WORK ORDER ▸ Among the entries below, find each line with "ObjectStoreConfig" and show it.
START TASK INPUTS
//! Embedding Model Implementations
//!
//! Joint image/text encoders that map both modalities into one vector
//! space.
//!
//! ## Available Providers
//!
//! | Provider | Type | Status |
//! |----------|------|--------|
//! | NullEmbeddingModel | Testing | Complete |
//! | FastEmbedClipModel | Local ML | Complete (optional) |
//!
//! ## Provider Selection Guide
//!
//! - **Development/Testing**: `NullEmbeddingModel`, deterministic and offline
//! - **Production**: `FastEmbedClipModel` (requires `embedding-fastembed`)

#[cfg(feature = "embedding-fastembed")]
pub mod fastembed;
pub mod null;

// Re-export for convenience
#[cfg(feature = "embedding-fastembed")]
pub use fastembed::{ClipModel, FastEmbedClipModel};
pub use null::NullEmbeddingModel;
//! S3 object store provider
//!
//! Lists with `ListObjectsV2` and reads with `GetObject`. Credentials and
//! the default region come from the standard AWS provider chain; the
//! client is built lazily on first use because building it is async.

use std::fmt;

use async_trait::async_trait;
use aws_config::BehaviorVersion;
use aws_sdk_s3::Client;
use aws_sdk_s3::config::Region;
use aws_sdk_s3::error::{DisplayErrorContext, ProvideErrorMetadata, SdkError};
use tokio::sync::OnceCell;
use tracing::debug;
use vss_domain::constants::LISTING_PAGE_SIZE;
use vss_domain::error::{Error, Result};
use vss_domain::ports::providers::ObjectStoreProvider;
use vss_domain::value_objects::{ObjectEntry, ObjectKey, ObjectPage};

use crate::constants::{S3_MAX_KEYS, S3_TRANSIENT_ERROR_CODES};

/// AWS S3 (or S3-compatible) object store
pub struct S3ObjectStore {
    client: OnceCell<Client>,
    region: Option<String>,
    endpoint: Option<String>,
    page_size: usize,
}

impl S3ObjectStore {
    /// Create a store using the ambient AWS configuration
    pub fn new() -> Self {
        Self {
            client: OnceCell::new(),
            region: None,
            endpoint: None,
            page_size: LISTING_PAGE_SIZE,
        }
    }

    /// Override the region
    pub fn with_region(mut self, region: impl Into<String>) -> Self {
        self.region = Some(region.into());
        self
    }

    /// Use a custom endpoint (MinIO, LocalStack); enables path-style URLs
    pub fn with_endpoint(mut self, endpoint: impl Into<String>) -> Self {
        self.endpoint = Some(endpoint.into());
        self
    }

    /// Set the listing page size, capped at the S3 maximum
    pub fn with_page_size(mut self, page_size: usize) -> Self {
        self.page_size = page_size.clamp(1, S3_MAX_KEYS);
        self
    }

    async fn client(&self) -> &Client {
        self.client
            .get_or_init(|| async {
                let mut loader = aws_config::defaults(BehaviorVersion::latest());
                if let Some(region) = &self.region {
                    loader = loader.region(Region::new(region.clone()));
                }
                let shared = loader.load().await;

                let mut builder = aws_sdk_s3::config::Builder::from(&shared);
                if let Some(endpoint) = &self.endpoint {
                    builder = builder.endpoint_url(endpoint).force_path_style(true);
                }
                debug!(
                    region = ?shared.region(),
                    endpoint = ?self.endpoint,
                    "S3 client configured"
                );
                Client::from_conf(builder.build())
            })
            .await
    }
}

impl Default for S3ObjectStore {
    fn default() -> Self {
        Self::new()
    }
}

impl fmt::Debug for S3ObjectStore {
    fn fmt(&self, f: &mut fmt::Formatter<'_>) -> fmt::Result {
        f.debug_struct("S3ObjectStore")
            .field("region", &self.region)
            .field("endpoint", &self.endpoint)
            .field("page_size", &self.page_size)
            .field("connected", &self.client.initialized())
            .finish()
    }
}

#[async_trait]
impl ObjectStoreProvider for S3ObjectStore {
    async fn list_page(
        &self,
        bucket: &str,
        prefix: &str,
        continuation: Option<&str>,
    ) -> Result<ObjectPage> {
        let output = self
            .client()
            .await
            .list_objects_v2()
            .bucket(bucket)
            .prefix(prefix)
            .max_keys(i32::try_from(self.page_size).unwrap_or(1000))
            .set_continuation_token(continuation.map(str::to_string))
            .send()
            .await
            .map_err(|e| classify(&format!("list s3://{bucket}/{prefix}"), e))?;

        let entries = output
            .contents()
            .iter()
            .filter_map(|object| {
                let key = object.key()?;
                let size = object.size().and_then(|s| u64::try_from(s).ok());
                Some(ObjectEntry::new(key, size.unwrap_or(0)))
            })
            .collect();

        let more = output.is_truncated().unwrap_or(false);
        Ok(match output.next_continuation_token() {
            Some(token) if more => ObjectPage::with_next(entries, token),
            _ => ObjectPage::last(entries),
        })
    }

    async fn get(&self, bucket: &str, key: &ObjectKey) -> Result<Vec<u8>> {
        let context = format!("get s3://{bucket}/{key}");
        let output = self
            .client()
            .await
            .get_object()
            .bucket(bucket)
            .key(key.as_str())
            .send()
            .await
            .map_err(|e| classify(&context, e))?;

        let body = output
            .body
            .collect()
            .await
            .map_err(|e| Error::store_transient(format!("{context}: body read failed: {e}")))?;
        Ok(body.into_bytes().to_vec())
    }

    fn provider_name(&self) -> &str {
        "s3"
    }
}

/// Map an SDK error to a transient or permanent store error
///
/// Network failures, timeouts and throttling are transient; service errors
/// such as `NoSuchKey` or `AccessDenied` are permanent.
fn classify<E, R>(context: &str, err: SdkError<E, R>) -> Error
where
    E: ProvideErrorMetadata + std::error::Error + 'static,
    R: fmt::Debug,
{
    let transient = match &err {
        SdkError::TimeoutError(_) | SdkError::DispatchFailure(_) | SdkError::ResponseError(_) => {
            true
        }
        SdkError::ServiceError(service) => service
            .err()
            .code()
            .is_some_and(|code| S3_TRANSIENT_ERROR_CODES.contains(&code)),
        _ => false,
    };
    let message = format!("{context}: {}", DisplayErrorContext(&err));
    if transient {
        Error::store_transient(message)
    } else {
        Error::store_permanent(message)
    }
}

// ============================================================================
// Auto-registration via linkme
// ============================================================================

use std::sync::Arc;

use vss_application::ports::registry::{
    OBJECT_STORE_PROVIDERS, ObjectStoreConfig, ObjectStoreEntry,
};

#[linkme::distributed_slice(OBJECT_STORE_PROVIDERS)]
static S3_STORE: ObjectStoreEntry = ObjectStoreEntry {
    name: "s3",
    description: "AWS S3 or S3-compatible endpoint (credentials from the AWS chain)",
    factory: |config: &ObjectStoreConfig| {
        let mut store = S3ObjectStore::new().with_page_size(config.page_size);
        if let Some(region) = &config.region {
            store = store.with_region(region.clone());
        }
        if let Some(endpoint) = &config.endpoint {
            store = store.with_endpoint(endpoint.clone());
        }
        Ok(Arc::new(store))
    },
};
//! Composition root
//!
//! ```text
//! AppConfig → resolvers → linkme registries → Arc<dyn Provider> → SearchContext
//! ```

pub mod bootstrap;
pub mod provider_resolvers;

pub use bootstrap::{build_search_context, init_search_context};
pub use provider_resolvers::{model_loader, resolve_cache, resolve_store};
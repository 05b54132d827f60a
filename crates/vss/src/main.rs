//! Visual Search Service - Entry Point
//!
//! | Command | Description |
//! |---------|-------------|
//! | `vss` | Serve JSON jobs from stdin, one response per stdout line |
//! | `vss --test-input '<json>'` | Answer one job and exit |
//! | `vss --test-input-file job.json` | Answer one job read from a file and exit |
//! | `vss --list-providers` | Print the registered providers and exit |

// Force-link vss-providers to ensure linkme registrations are included
extern crate vss_providers;

use clap::Parser;
use vss::application::ports::registry::{
    list_cache_providers, list_embedding_models, list_object_stores,
};
use vss::{RunOptions, run};

/// Command line interface for the Visual Search Service
#[derive(Parser, Debug)]
#[command(name = "vss")]
#[command(about = "Visual Search Service - rank stored images against a text query")]
#[command(version)]
pub struct Cli {
    /// Path to configuration file
    #[arg(short, long)]
    pub config: Option<std::path::PathBuf>,

    /// Answer a single JSON job given inline, then exit
    #[arg(long, conflicts_with = "test_input_file")]
    pub test_input: Option<String>,

    /// Answer a single JSON job read from a file, then exit
    #[arg(long)]
    pub test_input_file: Option<std::path::PathBuf>,

    /// Load the embedding model before the first job
    #[arg(long)]
    pub warmup: bool,

    /// List registered providers and exit
    #[arg(long)]
    pub list_providers: bool,
}

#[tokio::main]
async fn main() -> Result<(), Box<dyn std::error::Error>> {
    let cli = Cli::parse();

    if cli.list_providers {
        print_providers("object stores", &list_object_stores());
        print_providers("embedding models", &list_embedding_models());
        print_providers("embedding caches", &list_cache_providers());
        return Ok(());
    }

    run(RunOptions {
        config_path: cli.config,
        test_input: cli.test_input,
        test_input_file: cli.test_input_file,
        warm_up: cli.warmup,
    })
    .await
}

fn print_providers(kind: &str, providers: &[(&'static str, &'static str)]) {
    println!("{kind}:");
    for (name, description) in providers {
        println!("  {name:<12} {description}");
    }
}
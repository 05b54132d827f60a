//! Utility helpers

pub mod timing;

pub use timing::TimedOperation;
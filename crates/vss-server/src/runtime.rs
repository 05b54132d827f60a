//! Job runtime loop
//!
//! One JSON job per input line, one JSON response per output line, in
//! the same order. Blank lines are skipped.

use tokio::io::{AsyncBufRead, AsyncBufReadExt, AsyncWrite, AsyncWriteExt};
use tracing::{debug, info};
use vss_domain::error::Result;
use vss_infrastructure::error_ext::ErrorContext;

use crate::handler::JobHandler;
use crate::job::JobResponse;

/// Serve jobs from `reader` until EOF; returns the number answered
pub async fn serve_lines<R, W>(handler: &JobHandler, reader: R, mut writer: W) -> Result<usize>
where
    R: AsyncBufRead + Unpin,
    W: AsyncWrite + Unpin,
{
    let mut lines = reader.lines();
    let mut answered = 0;

    while let Some(line) = lines.next_line().await.io_context("Failed to read job")? {
        let line = line.trim();
        if line.is_empty() {
            continue;
        }
        let response = handler.handle_json(line).await;
        debug!(job = answered, error = response.is_error(), "Job answered");
        write_response(&mut writer, &response).await?;
        answered += 1;
    }

    info!(jobs = answered, "Input closed");
    Ok(answered)
}

/// Write one response as a JSON line
pub async fn write_response<W>(writer: &mut W, response: &JobResponse) -> Result<()>
where
    W: AsyncWrite + Unpin,
{
    let mut encoded = serde_json::to_vec(response)?;
    encoded.push(b'\n');
    writer
        .write_all(&encoded)
        .await
        .io_context("Failed to write response")?;
    writer.flush().await.io_context("Failed to flush response")
}
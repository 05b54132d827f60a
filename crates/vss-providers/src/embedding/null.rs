//! Null embedding model for testing and development
//!
//! Provides deterministic, content-hash-based vectors. No model weights,
//! no downloads; always works offline.

use async_trait::async_trait;
use image::DynamicImage;
use vss_domain::error::Result;
use vss_domain::ports::providers::EmbeddingModelProvider;

use crate::constants::EMBEDDING_DIMENSION_NULL;

/// Null embedding model for testing
///
/// Each vector is a pure function of its own input (pixel bytes or text),
/// so results never depend on batch composition.
///
/// # Example
///
/// ```rust
/// use vss_providers::embedding::NullEmbeddingModel;
/// use vss_domain::ports::providers::EmbeddingModelProvider;
///
/// let model = NullEmbeddingModel::new(512);
/// assert_eq!(model.dimensions(), 512);
/// assert_eq!(model.provider_name(), "null");
/// ```
#[derive(Debug, Clone)]
pub struct NullEmbeddingModel {
    dimensions: usize,
}

impl NullEmbeddingModel {
    /// Create a null model producing `dimensions`-wide vectors
    pub fn new(dimensions: usize) -> Self {
        Self {
            dimensions: dimensions.max(1),
        }
    }

    fn vector_for(&self, seed_bytes: &[u8]) -> Vec<f32> {
        let mut state = fnv1a(seed_bytes) | 1;
        (0..self.dimensions)
            .map(|_| {
                // xorshift64
                state ^= state << 13;
                state ^= state >> 7;
                state ^= state << 17;
                let unit = (state >> 40) as f32 / (1u64 << 24) as f32;
                unit * 2.0 - 1.0
            })
            .collect()
    }
}

impl Default for NullEmbeddingModel {
    fn default() -> Self {
        Self::new(EMBEDDING_DIMENSION_NULL)
    }
}

#[async_trait]
impl EmbeddingModelProvider for NullEmbeddingModel {
    async fn encode_images(
        &self,
        images: &[DynamicImage],
        _batch_size: usize,
    ) -> Result<Vec<Vec<f32>>> {
        Ok(images
            .iter()
            .map(|img| self.vector_for(img.as_bytes()))
            .collect())
    }

    async fn encode_text(&self, texts: &[String], _batch_size: usize) -> Result<Vec<Vec<f32>>> {
        Ok(texts
            .iter()
            .map(|t| self.vector_for(t.as_bytes()))
            .collect())
    }

    fn dimensions(&self) -> usize {
        self.dimensions
    }

    fn provider_name(&self) -> &str {
        "null"
    }

    fn model_name(&self) -> &str {
        "null-hash"
    }
}

fn fnv1a(bytes: &[u8]) -> u64 {
    bytes.iter().fold(0xcbf2_9ce4_8422_2325, |hash, &b| {
        (hash ^ u64::from(b)).wrapping_mul(0x0100_0000_01b3)
    })
}

// ============================================================================
// Auto-registration via linkme
// ============================================================================

use std::sync::Arc;

use vss_application::ports::registry::{
    EMBEDDING_MODEL_PROVIDERS, EmbeddingModelConfig, EmbeddingModelEntry,
};

#[linkme::distributed_slice(EMBEDDING_MODEL_PROVIDERS)]
static NULL_MODEL: EmbeddingModelEntry = EmbeddingModelEntry {
    name: "null",
    description: "Null model for testing (deterministic hash-based vectors)",
    factory: |config: &EmbeddingModelConfig| {
        let dimensions = config.dimensions.unwrap_or(EMBEDDING_DIMENSION_NULL);
        Ok(Arc::new(NullEmbeddingModel::new(dimensions)))
    },
};
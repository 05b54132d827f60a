//! End-to-end tests of the search pipeline over test doubles

use std::sync::Arc;
use std::time::Duration;

use vss_application::domain_services::FetchPolicy;
use vss_application::{SearchContext, SearchPipeline, SearchServiceInterface, SearchSettings};
use vss_domain::error::Error;
use vss_domain::ports::providers::EmbeddingModelProvider;
use vss_domain::value_objects::{ObjectKey, ScopeRequest};
use vss_providers::cache::MokaEmbeddingCache;
use vss_providers::object_store::InMemoryObjectStore;

use crate::test_doubles::{BrokenModel, CountingModel, Script, ScriptedStore, png};

fn settings() -> SearchSettings {
    SearchSettings {
        fetch: FetchPolicy {
            concurrency: 8,
            max_attempts: 3,
            backoff_base: Duration::from_millis(1),
            jitter: false,
            target_size: 8,
        },
        image_batch_size: 2,
    }
}

fn pipeline(store: ScriptedStore, model: Arc<dyn EmbeddingModelProvider>) -> SearchPipeline {
    let context = SearchContext::with_model(
        Arc::new(store),
        Arc::new(MokaEmbeddingCache::new(64)),
        model,
        settings(),
    );
    SearchPipeline::new(Arc::new(context))
}

fn request(query: &str) -> ScopeRequest {
    ScopeRequest::from_parts("bucket", None, "colors", query).unwrap()
}

fn palette() -> ScriptedStore {
    ScriptedStore::new()
        .with_page_size(2)
        .with_image("colors/red.png", [250, 10, 10])
        .with_image("colors/green.jpg", [10, 250, 10])
        .with_image("colors/blue.jpeg", [10, 10, 250])
        .with_image("colors/orange.png", [250, 120, 0])
        .with_object("colors/", Vec::new())
        .with_object("colors/readme.md", b"palette".to_vec())
}

fn ranked_keys(outcome: &vss_domain::SearchOutcome) -> Vec<&str> {
    outcome.ranking.keys().map(ObjectKey::as_str).collect()
}

#[tokio::test]
async fn ranks_the_collection_against_the_query() {
    let pipeline = pipeline(palette(), Arc::new(CountingModel::new()));

    let outcome = pipeline.search(&request("red")).await.unwrap();

    assert_eq!(
        ranked_keys(&outcome),
        vec![
            "colors/red.png",
            "colors/orange.png",
            "colors/green.jpg",
            "colors/blue.jpeg"
        ]
    );
    assert_eq!(outcome.image_keys.len(), 4);
    assert_eq!(outcome.metrics.total_images, 4);
    assert_eq!(outcome.metrics.candidate_images, 4);
    assert_eq!(outcome.metrics.failed_images, 0);
    assert!(outcome.metrics.total_time >= 0.0);
    assert!(outcome.note.is_none());

    for entry in outcome.ranking.entries() {
        assert_eq!(outcome.image_keys[entry.index], entry.key);
    }
}

#[tokio::test]
async fn ordering_ignores_fetch_completion_order() {
    let names = [
        "colors/red.png",
        "colors/green.jpg",
        "colors/blue.jpeg",
        "colors/orange.png",
    ];
    let mut forward = palette();
    let mut backward = palette();
    for (i, name) in names.iter().enumerate() {
        let slow = Duration::from_millis(4 * (i as u64 + 1));
        let fast = Duration::from_millis(4 * (names.len() - i) as u64);
        forward = forward.with_delay(name, slow);
        backward = backward.with_delay(name, fast);
    }

    let a = pipeline(forward, Arc::new(CountingModel::new()))
        .search(&request("blue"))
        .await
        .unwrap();
    let b = pipeline(backward, Arc::new(CountingModel::new()))
        .search(&request("blue"))
        .await
        .unwrap();

    assert_eq!(a.ranking, b.ranking);
    assert_eq!(a.image_keys, b.image_keys);
}

#[tokio::test]
async fn tolerates_partial_fetch_failures() {
    let store = palette()
        .with_script("colors/green.jpg", Script::Permanent)
        .with_script("colors/blue.jpeg", Script::AlwaysTransient)
        .with_script("colors/red.png", Script::TransientThenOk(2));
    let pipeline = pipeline(store, Arc::new(CountingModel::new()));

    let outcome = pipeline.search(&request("red")).await.unwrap();

    assert_eq!(
        ranked_keys(&outcome),
        vec!["colors/red.png", "colors/orange.png"]
    );
    assert_eq!(outcome.metrics.total_images, 2);
    assert_eq!(outcome.metrics.failed_images, 2);
}

#[tokio::test]
async fn empty_collection_is_an_error() {
    let store = ScriptedStore::new()
        .with_object("colors/", Vec::new())
        .with_object("colors/readme.md", b"nothing here".to_vec());
    let pipeline = pipeline(store, Arc::new(CountingModel::new()));

    let err = pipeline.search(&request("red")).await.unwrap_err();

    assert!(matches!(err, Error::EmptyCollection { .. }));
    assert_eq!(err.to_string(), "No images found in collection colors");
}

#[tokio::test]
async fn all_fetches_failing_is_an_empty_success() {
    let store = ScriptedStore::new()
        .with_object("colors/a.png", b"garbage".to_vec())
        .with_object("colors/b.png", b"more garbage".to_vec());
    let pipeline = pipeline(store, Arc::new(CountingModel::new()));

    let outcome = pipeline.search(&request("red")).await.unwrap();

    assert!(outcome.ranking.is_empty());
    assert!(outcome.image_keys.is_empty());
    assert_eq!(outcome.metrics.candidate_images, 2);
    assert_eq!(outcome.metrics.failed_images, 2);
    assert!(outcome.note.unwrap().contains("all 2 candidate images failed"));
}

#[tokio::test]
async fn degenerate_images_are_excluded() {
    let store = palette().with_image("colors/black.png", [0, 0, 0]);
    let pipeline = pipeline(store, Arc::new(CountingModel::new()));

    let outcome = pipeline.search(&request("green")).await.unwrap();

    assert_eq!(outcome.ranking.len(), 4);
    assert!(outcome.ranking.keys().all(|k| k.as_str() != "colors/black.png"));
    assert_eq!(outcome.metrics.failed_images, 1);
    assert_eq!(outcome.metrics.candidate_images, 5);
}

#[tokio::test]
async fn second_request_is_served_from_cache() {
    let model = Arc::new(CountingModel::new());
    let pipeline = pipeline(palette(), model.clone());

    let first = pipeline.search(&request("red")).await.unwrap();
    let second = pipeline.search(&request("blue")).await.unwrap();

    assert_eq!(first.metrics.cache_hits, 0);
    assert_eq!(second.metrics.cache_hits, 4);
    assert_eq!(model.images_encoded(), 4);
}

#[tokio::test]
async fn cache_keeps_same_named_objects_in_different_buckets_apart() {
    let store = InMemoryObjectStore::new();
    store.put("bucket-a", "c/x.png", png([250, 0, 0]));
    store.put("bucket-a", "c/y.png", png([0, 0, 250]));
    store.put("bucket-b", "c/x.png", png([0, 0, 250]));
    store.put("bucket-b", "c/y.png", png([250, 0, 0]));
    let model = Arc::new(CountingModel::new());
    let context = SearchContext::with_model(
        Arc::new(store),
        Arc::new(MokaEmbeddingCache::new(64)),
        model.clone(),
        settings(),
    );
    let pipeline = SearchPipeline::new(Arc::new(context));
    let red_in = |bucket: &str| ScopeRequest::from_parts(bucket, None, "c", "red").unwrap();

    let a = pipeline.search(&red_in("bucket-a")).await.unwrap();
    let b = pipeline.search(&red_in("bucket-b")).await.unwrap();

    assert_eq!(ranked_keys(&a), vec!["c/x.png", "c/y.png"]);
    assert_eq!(ranked_keys(&b), vec!["c/y.png", "c/x.png"]);
    assert_eq!(b.metrics.cache_hits, 0);
    assert_eq!(model.images_encoded(), 4);

    let again = pipeline.search(&red_in("bucket-b")).await.unwrap();
    assert_eq!(again.metrics.cache_hits, 2);
    assert_eq!(ranked_keys(&again), vec!["c/y.png", "c/x.png"]);
}

#[tokio::test]
async fn model_failure_fails_the_request() {
    let pipeline = pipeline(palette(), Arc::new(BrokenModel));

    let err = pipeline.search(&request("red")).await.unwrap_err();

    assert!(matches!(err, Error::Model { .. }));
}

#[tokio::test]
async fn listing_failure_fails_the_request() {
    let pipeline = pipeline(
        ScriptedStore::new().failing_listing(),
        Arc::new(CountingModel::new()),
    );

    let err = pipeline.search(&request("red")).await.unwrap_err();

    assert!(matches!(err, Error::Listing { .. }));
}

#[tokio::test]
async fn warm_up_loads_the_model() {
    let pipeline = pipeline(palette(), Arc::new(CountingModel::new()));
    pipeline.warm_up().await.unwrap();
    assert!(pipeline.context().is_model_loaded());
}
END TASK INPUTS
RESPONSE ▸
    OBJECT_STORE_PROVIDERS, ObjectStoreConfig, ObjectStoreEntry,
    factory: |config: &ObjectStoreConfig| {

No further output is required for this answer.